In pictures: NASA’s futuristic X-59 supersonic jet nears runway

Lockheed Martin

NASA’s X-59 aircraft moved from its construction site to the runway at Lockheed Martin Skunk Works.

This crucial transition marks one of the many milestones in the preparation of the X-59 for its inaugural flight and subsequent tests. The next phase will involve conducting extensive ground tests to ensure the aircraft’s safety and performance.

A collaboration between NASA and Lockheed Martin, the X-59 is set to revolutionize supersonic travel by minimizing the sonic boom associated with flying faster than the speed of sound, also known as Mach 1. By replacing the boom with what NASA describes as a more tolerable “sonic thump,” the X-59 seeks to address one of the major barriers to supersonic flight over populated areas.

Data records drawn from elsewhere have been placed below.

impl ToolResult {
    fn from_error(err: &Error) -> Self {
        let message = err.to_string();
        let category = match err.category() {
            ErrorCategory::Unknown => classify_error(&message),
            category => category,
        };
        Self {
            success: false,
            output: String::new(),
            error: Some(message),
            category: Some(category),
        }
    }

    fn from_run(result: Result<ToolOutput>) -> Self {
        match result {
            Ok(out) if out.success => Self {
                success: true,
                output: out.combined(),
                error: None,
                category: None,
            },
            Ok(out) => {
                let output = out.combined();
                Self {
                    success: false,
                    error: Some(summarize_failure(&output)),
                    category: Some(classify_error(&output)),
                    output,
                }
            },
            Err(e) => Self::from_error(&e),
        }
    }
}

/// Adapter that builds tool invocations and normalizes their results.
#[derive(Clone)]
pub struct ToolAdapter {
    runner: Arc<dyn ToolRunner>,
    config: ToolConfig,
}

impl ToolAdapter {
    /// Create an adapter over an arbitrary runner.
    pub fn new(runner: Arc<dyn ToolRunner>, config: ToolConfig) -> Self {
        Self { runner, config }
    }

    /// Create an adapter running arduino-cli as configured.
    pub fn arduino_cli(config: ToolConfig) -> Self {
        Self::new(Arc::new(ArduinoCli::new(&config)), config)
    }

    /// Tool configuration.
    pub fn config(&self) -> &ToolConfig {
        &self.config
    }

    /// Create a fresh workspace under the configured root.
    pub fn create_workspace(&self) -> Result<Workspace> {
        Workspace::create(self.config.work_root.as_deref())
    }

    /// Validate, then compile `code` for `board` in a throwaway workspace.
    pub async fn compile(&self, code: &str, board: &str, opts: CompileOptions) -> ToolResult {
        let code = match validate_sketch(code) {
            Ok(code) => code,
            Err(e) => return ToolResult::from_error(&e),
        };
        let workspace = match self.prepare_workspace(&code) {
            Ok(ws) => ws,
            Err(e) => return ToolResult::from_error(&e),
        };
        self.compile_in(&workspace, board, opts).await
        // workspace dropped here, on every path
    }

    /// Create a workspace holding already validated `code`.
    pub fn prepare_workspace(&self, code: &str) -> Result<Workspace> {
        let workspace = self.create_workspace()?;
        workspace.write_sketch(code)?;
        Ok(workspace)
    }

    /// Compile the sketch already written into `workspace`.
    pub async fn compile_in(
        &self,
        workspace: &Workspace,
        board: &str,
        opts: CompileOptions,
    ) -> ToolResult {
        let library_dir = self.config.library_dir();
        if let Err(e) = std::fs::create_dir_all(&library_dir) {
            return ToolResult::from_error(&Error::Io(e));
        }
        let args = compile_args(workspace, board, &library_dir, opts);
        info!("Compiling for {board}");
        let result = ToolResult::from_run(
            self.runner
                .run(&args, self.config.compile_timeout())
                .await,
        );
        if result.success {
            info!("Compile succeeded");
        } else {
            warn!(
                "Compile failed: {}",
                result.error.as_deref().unwrap_or("unknown error")
            );
        }
        result
    }

    /// One upload attempt from `workspace`'s build directory.
    pub async fn upload_once(
        &self,
        workspace: &Workspace,
        port: &str,
        board: &str,
        overrides: &UploadOverrides,
    ) -> ToolResult {
        let args = upload_args(workspace, port, board, overrides);
        ToolResult::from_run(
            self.runner
                .run(&args, self.config.upload_timeout())
                .await,
        )
    }

    /// Structured port discovery (`board list --format json`).
    pub async fn discover_ports_json(&self) -> Result<ToolOutput> {
        let timeout = self.config.discovery_timeout();
        let args = vec![
            "board".to_string(),
            "list".to_string(),
            "--format".to_string(),
            "json".to_string(),
            "--discovery-timeout".to_string(),
            format!("{}s", timeout.as_secs()),
        ];
        // the tool's own discovery timeout plus slack for startup
        self.runner
            .run(&args, timeout + Duration::from_secs(10))
            .await
    }

    /// Plain-text port discovery (`board list`).
    pub async fn discover_ports_text(&self) -> Result<ToolOutput> {
        let timeout = self.config.discovery_timeout();
        let args = vec![
            "board".to_string(),
            "list".to_string(),
            "--discovery-timeout".to_string(),
            format!("{}s", timeout.as_secs()),
        ];
        self.runner
            .run(&args, timeout + Duration::from_secs(10))
            .await
    }

    /// Installed platform ids (e.g. `esp32:esp32`).
    pub async fn installed_cores(&self) -> Result<Vec<String>> {
        let args = vec![
            "core".to_string(),
            "list".to_string(),
            "--format".to_string(),
            "json".to_string(),
        ];
        let out = self
            .runner
            .run(&args, Duration::from_secs(30))
            .await?;
        if !out.success {
            return Err(Error::Protocol(summarize_failure(&out.combined())));
        }
        parse_core_list(&out.stdout)
    }
}

fn path_arg(path: &Path) -> String {
    path.to_string_lossy().into_owned()
}

/// Argument list for `compile`.
pub fn compile_args(
    workspace: &Workspace,
    board: &str,
    library_dir: &Path,
    opts: CompileOptions,
) -> Vec<String> {
    let mut args = vec![
        "compile".to_string(),
        "--fqbn".to_string(),
        board.to_string(),
        "--build-path".to_string(),
        path_arg(workspace.build_dir()),
        "--libraries".to_string(),
        path_arg(library_dir),
    ];
    if opts.verbose {
        args.push("--verbose".to_string());
    }
    if opts.clean {
        args.push("--clean".to_string());
    }
    args.push(path_arg(workspace.sketch_dir()));
    args
}

/// Argument list for `upload` with per-attempt overrides.
pub fn upload_args(
    workspace: &Workspace,
    port: &str,
    board: &str,
    overrides: &UploadOverrides,
) -> Vec<String> {
    let mut args = vec![
        "upload".to_string(),
        "--fqbn".to_string(),
        board.to_string(),
        "--port".to_string(),
        port.to_string(),
        "--input-dir".to_string(),
        path_arg(workspace.build_dir()),
    ];
    if overrides.verify {
        args.push("--verify".to_string());
    }
    if let Some(baud) = overrides.baud {
        args.push("--board-options".to_string());
        args.push(format!("UploadSpeed={baud}"));
    }
    if overrides.erase {
        args.push("--board-options".to_string());
        args.push("EraseFlash=all".to_string());
    }
    if let Some(method) = overrides.reset_method {
        args.push("--upload-property".to_string());
        args.push(format!("upload.before={}", method.as_str()));
    }
    args.push(path_arg(workspace.sketch_dir()));
    args
}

Enabling supersonic-friendly regulations

Once the X-59 takes to the skies, it will embark on a series of flights over various communities to collect crucial data on human responses to the sound produced during supersonic travel. This data will be meticulously analyzed by NASA and shared with international civil aviation regulators.

The US law currently forbids flying over land at a speed superior to Mach 1 (1,234 kilometers per hour or 767 miles per hour) without special authorization provided by the Federal Aviation Administration. Hence the need for new regulations if a company is to operate regular supersonic flights. The noise was one of the main drawbacks of Concorde, which prevented it from flying supersonic across the US and European airspaces and confined it to transatlantic flights.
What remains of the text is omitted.